Start of EXERCISE DATA

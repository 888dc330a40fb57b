//! Content stream tokenizer.
//!
//! Parses a page's content stream bytes into a sequence of operators.
//! Content streams use postfix notation where operands precede the
//! operator:
//!
//! ```text
//! BT
//!   /F1 12 Tf
//!   100 700 Td
//!   (Hello, World!) Tj
//! ET
//! ```
//!
//! Two things distinguish this tokenizer from a generic one: every
//! operator keeps its absolute byte span (so untouched operators can be
//! re-emitted verbatim), and every string operand keeps its literal kind
//! (parenthesized vs hex vs array element), which the planner needs to
//! decide when runs can be merged.

use crate::content::operators::{LiteralKind, Operator, RawOperator, StringOperand, TextElement};
use crate::error::Result;
use nom::IResult;
use nom::bytes::complete::take_while1;

/// A parsed operand, before it is folded into a typed [`Operator`].
#[derive(Debug, Clone, PartialEq)]
enum Operand {
    Number(f32),
    Name(String),
    Str(StringOperand),
    Array(Vec<TextElement>),
    /// Dictionaries and other operand syntax the engine does not interpret
    Opaque,
}

/// Parse a content stream into a sequence of span-annotated operators.
///
/// The tokenizer is lenient: a byte it cannot make sense of is skipped
/// with a debug log, the way real-world malformed streams are usually
/// handled, rather than failing the whole page.
pub fn parse_content_stream(data: &[u8]) -> Result<Vec<RawOperator>> {
    let mut operators = Vec::new();
    let mut pos = 0usize;

    while pos < data.len() {
        pos = skip_whitespace_and_comments(data, pos);
        if pos >= data.len() {
            break;
        }

        match parse_operator_with_operands(data, pos) {
            Ok((next, op)) => {
                operators.push(RawOperator { op, span: pos..next });
                pos = next;
            },
            Err(_) => {
                log::debug!("skipping unparseable content stream byte at offset {}", pos);
                pos += 1;
            },
        }
    }

    Ok(operators)
}

/// Parse one operator together with its preceding operands.
///
/// Returns the absolute offset just past the operator keyword.
fn parse_operator_with_operands(data: &[u8], start: usize) -> std::result::Result<(usize, Operator), ()> {
    let mut operands: Vec<Operand> = Vec::new();
    let mut pos = start;

    loop {
        pos = skip_whitespace_and_comments(data, pos);
        if pos >= data.len() {
            return Err(());
        }

        let byte = data[pos];
        if is_operator_start(byte) && !is_keyword_operand(data, pos) {
            let (next, name) = parse_operator_name(data, pos)?;

            // Inline images carry raw binary data; skip to the closing EI
            // and pass the whole sequence through untouched.
            if name == "BI" {
                let end = skip_inline_image(data, next);
                return Ok((end, Operator::Other { name }));
            }

            return Ok((next, build_operator(&name, operands)));
        }

        let (next, operand) = parse_operand(data, pos)?;
        operands.push(operand);
        pos = next;
    }
}

/// Check if a byte could start an operator keyword.
fn is_operator_start(byte: u8) -> bool {
    byte.is_ascii_alphabetic() || byte == b'\'' || byte == b'"'
}

/// `true`, `false` and `null` are operands, not operators.
fn is_keyword_operand(data: &[u8], pos: usize) -> bool {
    for kw in [&b"true"[..], b"false", b"null"] {
        if data[pos..].starts_with(kw) {
            let end = pos + kw.len();
            if end >= data.len() || is_whitespace_or_delimiter(data[end]) {
                return true;
            }
        }
    }
    false
}
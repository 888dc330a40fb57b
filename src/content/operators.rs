//! Content stream operator model.
//!
//! Defines the typed operators the engine interprets. Only the operators
//! that influence text placement are given dedicated variants; everything
//! else passes through as [`Operator::Other`] and is re-emitted verbatim
//! from its raw byte span.

use std::ops::Range;

/// How a shown string was written in the source stream, and how a planned
/// replacement must be re-encoded.
///
/// A closed enum so a segment can never carry an invalid kind. Runs that
/// mix kinds cannot be merged into one show-text call without corrupting
/// the encoding, which is why the planner forces isolation on them.
#[derive(Debug, Clone, Copy, PartialEq, Eq, Hash)]
pub enum LiteralKind {
    /// Parenthesized literal string, e.g. `(Hello)` in a `Tj`
    Text,
    /// Hex string, e.g. `<48656C6C6F>`, in any container
    Byte,
    /// Literal string element inside an array-show (`TJ`) operand
    Array,
}

/// A string operand with its encoding bookkeeping.
///
/// `range` is the absolute byte range of the string body (excluding the
/// delimiters) in the source stream, so rewriting can splice precisely.
#[derive(Debug, Clone, PartialEq)]
pub struct StringOperand {
    /// Decoded operand bytes (escapes resolved, hex pairs combined)
    pub bytes: Vec<u8>,
    /// Literal kind the string was written as
    pub kind: LiteralKind,
    /// Absolute byte range of the string body in the source stream
    pub range: Range<usize>,
}

/// Element in a TJ array (text showing with positioning).
#[derive(Debug, Clone, PartialEq)]
pub enum TextElement {
    /// Text string to show
    String(StringOperand),
    /// Positioning adjustment (in thousandths of a unit of text space)
    Offset(f32),
}

/// A content stream operator.
#[derive(Debug, Clone, PartialEq)]
pub enum Operator {
    // Text positioning
    /// Move text position (Td)
    Td {
        /// Horizontal offset
        tx: f32,
        /// Vertical offset
        ty: f32,
    },
    /// Move text position and set leading (TD)
    TD {
        /// Horizontal offset
        tx: f32,
        /// Vertical offset
        ty: f32,
    },
    /// Set text matrix (Tm)
    Tm {
        /// Matrix element a
        a: f32,
        /// Matrix element b
        b: f32,
        /// Matrix element c
        c: f32,
        /// Matrix element d
        d: f32,
        /// Matrix element e (x translation)
        e: f32,
        /// Matrix element f (y translation)
        f: f32,
    },
    /// Move to start of next line (T*)
    TStar,

    // Text showing
    /// Show text string (Tj)
    Tj {
        /// Text to show
        text: StringOperand,
    },
    /// Show text with individual glyph positioning (TJ)
    TJ {
        /// Array of text strings and positioning adjustments
        array: Vec<TextElement>,
    },
    /// Move to next line and show text (')
    Quote {
        /// Text to show
        text: StringOperand,
    },
    /// Set spacing and show text (")
    DoubleQuote {
        /// Word spacing
        word_space: f32,
        /// Character spacing
        char_space: f32,
        /// Text to show
        text: StringOperand,
    },

    // Text state
    /// Set character spacing (Tc)
    Tc {
        /// Character spacing
        char_space: f32,
    },
    /// Set word spacing (Tw)
    Tw {
        /// Word spacing
        word_space: f32,
    },
    /// Set horizontal scaling (Tz)
    Tz {
        /// Horizontal scaling percentage
        scale: f32,
    },
    /// Set text leading (TL)
    TL {
        /// Text leading
        leading: f32,
    },
    /// Set font and size (Tf)
    Tf {
        /// Font resource name
        font: String,
        /// Font size
        size: f32,
    },
    /// Set text rendering mode (Tr)
    Tr {
        /// Rendering mode
        render: u8,
    },
    /// Set text rise (Ts)
    Ts {
        /// Text rise
        rise: f32,
    },

    // Graphics state
    /// Save graphics state (q)
    SaveState,
    /// Restore graphics state (Q)
    RestoreState,
    /// Modify current transformation matrix (cm)
    Cm {
        /// Matrix element a
        a: f32,
        /// Matrix element b
        b: f32,
        /// Matrix element c
        c: f32,
        /// Matrix element d
        d: f32,
        /// Matrix element e (x translation)
        e: f32,
        /// Matrix element f (y translation)
        f: f32,
    },

    // Text object
    /// Begin text object (BT)
    BeginText,
    /// End text object (ET)
    EndText,

    /// Any operator the engine does not interpret.
    ///
    /// Kept so the rewriter can re-emit the raw bytes verbatim; the engine
    /// never needs to understand paths, color, or XObjects to relocate a
    /// text run.
    Other {
        /// Operator name
        name: String,
    },
}

impl Operator {
    /// True for operators that paint text (Tj, TJ, ', ").
    pub fn is_show_text(&self) -> bool {
        matches!(
            self,
            Operator::Tj { .. }
                | Operator::TJ { .. }
                | Operator::Quote { .. }
                | Operator::DoubleQuote { .. }
        )
    }

    /// The string operands painted by this operator, in paint order.
    pub fn shown_strings(&self) -> Vec<&StringOperand> {
        match self {
            Operator::Tj { text } | Operator::Quote { text } => vec![text],
            Operator::DoubleQuote { text, .. } => vec![text],
            Operator::TJ { array } => array
                .iter()
                .filter_map(|el| match el {
                    TextElement::String(s) => Some(s),
                    TextElement::Offset(_) => None,
                })
                .collect(),
            _ => Vec::new(),
        }
    }
}

/// An operator paired with the absolute byte span it occupies in the
/// source stream (operands included).
///
/// Untouched operators round-trip byte-identically through the rewriter by
/// copying this span.
#[derive(Debug, Clone, PartialEq)]
pub struct RawOperator {
    /// The parsed operator
    pub op: Operator,
    /// Absolute byte span of operands + operator keyword
    pub span: Range<usize>,
}
//! Synthetic three-glyph TrueType font for tests.
//!
//! Glyph 0 is `.notdef` (empty), glyph 1 is 'A' (advance 500), glyph 2 is
//! 'B' (advance 600). Outlines are simple triangles so substitution
//! results are easy to tell apart.

use crate::fonts::generator::write_sfnt;

/// One simple glyph record: a single closed triangle contour, padded to
/// a 4-byte boundary.
fn triangle(x_deltas: [i16; 3], y_deltas: [i16; 3], x_max: i16, y_max: i16) -> Vec<u8> {
    let mut g = Vec::new();
    g.extend_from_slice(&1i16.to_be_bytes()); // numberOfContours
    g.extend_from_slice(&0i16.to_be_bytes()); // xMin
    g.extend_from_slice(&0i16.to_be_bytes()); // yMin
    g.extend_from_slice(&x_max.to_be_bytes());
    g.extend_from_slice(&y_max.to_be_bytes());
    g.extend_from_slice(&2u16.to_be_bytes()); // endPtsOfContours
    g.extend_from_slice(&0u16.to_be_bytes()); // instructionLength
    g.extend_from_slice(&[0x01, 0x01, 0x01]); // on-curve, 16-bit deltas
    for d in x_deltas {
        g.extend_from_slice(&d.to_be_bytes());
    }
    for d in y_deltas {
        g.extend_from_slice(&d.to_be_bytes());
    }
    while g.len() % 4 != 0 {
        g.push(0);
    }
    g
}

fn head(index_to_loc_format: i16) -> Vec<u8> {
    let mut t = Vec::with_capacity(54);
    t.extend_from_slice(&0x00010000u32.to_be_bytes()); // version
    t.extend_from_slice(&0u32.to_be_bytes()); // fontRevision
    t.extend_from_slice(&0u32.to_be_bytes()); // checkSumAdjustment
    t.extend_from_slice(&0x5F0F3CF5u32.to_be_bytes()); // magicNumber
    t.extend_from_slice(&0u16.to_be_bytes()); // flags
    t.extend_from_slice(&1000u16.to_be_bytes()); // unitsPerEm
    t.extend_from_slice(&0i64.to_be_bytes()); // created
    t.extend_from_slice(&0i64.to_be_bytes()); // modified
    t.extend_from_slice(&0i16.to_be_bytes()); // xMin
    t.extend_from_slice(&0i16.to_be_bytes()); // yMin
    t.extend_from_slice(&700i16.to_be_bytes()); // xMax
    t.extend_from_slice(&700i16.to_be_bytes()); // yMax
    t.extend_from_slice(&0u16.to_be_bytes()); // macStyle
    t.extend_from_slice(&8u16.to_be_bytes()); // lowestRecPPEM
    t.extend_from_slice(&2i16.to_be_bytes()); // fontDirectionHint
    t.extend_from_slice(&index_to_loc_format.to_be_bytes());
    t.extend_from_slice(&0i16.to_be_bytes()); // glyphDataFormat
    t
}

fn hhea(num_h_metrics: u16) -> Vec<u8> {
    let mut t = Vec::with_capacity(36);
    t.extend_from_slice(&0x00010000u32.to_be_bytes()); // version
    t.extend_from_slice(&800i16.to_be_bytes()); // ascender
    t.extend_from_slice(&(-200i16).to_be_bytes()); // descender
    t.extend_from_slice(&0i16.to_be_bytes()); // lineGap
    t.extend_from_slice(&600u16.to_be_bytes()); // advanceWidthMax
    t.extend_from_slice(&0i16.to_be_bytes()); // minLeftSideBearing
    t.extend_from_slice(&0i16.to_be_bytes()); // minRightSideBearing
    t.extend_from_slice(&700i16.to_be_bytes()); // xMaxExtent
    t.extend_from_slice(&1i16.to_be_bytes()); // caretSlopeRise
    t.extend_from_slice(&0i16.to_be_bytes()); // caretSlopeRun
    t.extend_from_slice(&0i16.to_be_bytes()); // caretOffset
    t.extend_from_slice(&[0u8; 8]); // reserved
    t.extend_from_slice(&0i16.to_be_bytes()); // metricDataFormat
    t.extend_from_slice(&num_h_metrics.to_be_bytes());
    t
}

fn maxp(num_glyphs: u16) -> Vec<u8> {
    let mut t = Vec::with_capacity(32);
    t.extend_from_slice(&0x00010000u32.to_be_bytes());
    t.extend_from_slice(&num_glyphs.to_be_bytes());
    t.extend_from_slice(&16u16.to_be_bytes()); // maxPoints
    t.extend_from_slice(&4u16.to_be_bytes()); // maxContours
    t.extend_from_slice(&0u16.to_be_bytes()); // maxCompositePoints
    t.extend_from_slice(&0u16.to_be_bytes()); // maxCompositeContours
    t.extend_from_slice(&1u16.to_be_bytes()); // maxZones
    t.extend_from_slice(&0u16.to_be_bytes()); // maxTwilightPoints
    t.extend_from_slice(&0u16.to_be_bytes()); // maxStorage
    t.extend_from_slice(&0u16.to_be_bytes()); // maxFunctionDefs
    t.extend_from_slice(&0u16.to_be_bytes()); // maxInstructionDefs
    t.extend_from_slice(&0u16.to_be_bytes()); // maxStackElements
    t.extend_from_slice(&0u16.to_be_bytes()); // maxSizeOfInstructions
    t.extend_from_slice(&0u16.to_be_bytes()); // maxComponentElements
    t.extend_from_slice(&0u16.to_be_bytes()); // maxComponentDepth
    t
}

/// Format 4 cmap mapping 'A'..'B' to glyphs 1..2.
fn cmap() -> Vec<u8> {
    let seg_count_x2 = 4u16; // one real segment plus the sentinel
    let mut sub = Vec::new();
    sub.extend_from_slice(&4u16.to_be_bytes()); // format
    sub.extend_from_slice(&30u16.to_be_bytes()); // length: 14 + 2 segments * 8
    sub.extend_from_slice(&0u16.to_be_bytes()); // language
    sub.extend_from_slice(&seg_count_x2.to_be_bytes());
    sub.extend_from_slice(&4u16.to_be_bytes()); // searchRange
    sub.extend_from_slice(&1u16.to_be_bytes()); // entrySelector
    sub.extend_from_slice(&0u16.to_be_bytes()); // rangeShift
    sub.extend_from_slice(&0x42u16.to_be_bytes()); // endCode[0]
    sub.extend_from_slice(&0xFFFFu16.to_be_bytes()); // endCode[1]
    sub.extend_from_slice(&0u16.to_be_bytes()); // reservedPad
    sub.extend_from_slice(&0x41u16.to_be_bytes()); // startCode[0]
    sub.extend_from_slice(&0xFFFFu16.to_be_bytes()); // startCode[1]
    sub.extend_from_slice(&(-64i16).to_be_bytes()); // idDelta[0]: 0x41 -> 1
    sub.extend_from_slice(&1i16.to_be_bytes()); // idDelta[1]
    sub.extend_from_slice(&0u16.to_be_bytes()); // idRangeOffset[0]
    sub.extend_from_slice(&0u16.to_be_bytes()); // idRangeOffset[1]

    let mut t = Vec::new();
    t.extend_from_slice(&0u16.to_be_bytes()); // version
    t.extend_from_slice(&1u16.to_be_bytes()); // numTables
    t.extend_from_slice(&3u16.to_be_bytes()); // platformID
    t.extend_from_slice(&1u16.to_be_bytes()); // encodingID
    t.extend_from_slice(&12u32.to_be_bytes()); // subtable offset
    t.extend_from_slice(&sub);
    t
}

/// Build the complete fixture font.
pub fn build() -> Vec<u8> {
    let glyph_a = triangle([0, 700, -350], [0, 0, 700], 700, 700);
    let glyph_b = triangle([0, 600, 0], [0, 0, 600], 600, 600);

    let mut glyf = Vec::new();
    let offsets = [
        0u32,
        0,
        glyph_a.len() as u32,
        (glyph_a.len() + glyph_b.len()) as u32,
    ];
    glyf.extend_from_slice(&glyph_a);
    glyf.extend_from_slice(&glyph_b);

    let mut loca = Vec::new();
    for offset in offsets {
        loca.extend_from_slice(&((offset / 2) as u16).to_be_bytes());
    }

    let mut hmtx = Vec::new();
    for (advance, lsb) in [(0u16, 0i16), (500, 0), (600, 0)] {
        hmtx.extend_from_slice(&advance.to_be_bytes());
        hmtx.extend_from_slice(&lsb.to_be_bytes());
    }

    write_sfnt(vec![
        (*b"cmap", cmap()),
        (*b"glyf", glyf),
        (*b"head", head(0)),
        (*b"hhea", hhea(3)),
        (*b"hmtx", hmtx),
        (*b"loca", loca),
        (*b"maxp", maxp(3)),
    ])
}

#[cfg(test)]
mod tests {
    use super::*;

    #[test]
    fn test_fixture_font_parses() {
        let font = build();
        let face = ttf_parser::Face::parse(&font, 0).unwrap();
        assert_eq!(face.number_of_glyphs(), 3);
        assert_eq!(face.glyph_index('A').map(|g| g.0), Some(1));
        assert_eq!(face.glyph_index('B').map(|g| g.0), Some(2));
        assert_eq!(face.glyph_hor_advance(ttf_parser::GlyphId(1)), Some(500));
        assert_eq!(face.glyph_hor_advance(ttf_parser::GlyphId(2)), Some(600));
    }
}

End of EXERCISE DATA

For this exercise, output exactly the lines above from the line with "let mut pos = start;" to the line with "let byte = data[pos];", counting both, and leave out the rest.

    let mut pos = start;

    loop {
        pos = skip_whitespace_and_comments(data, pos);
        if pos >= data.len() {
            return Err(());
        }

        let byte = data[pos];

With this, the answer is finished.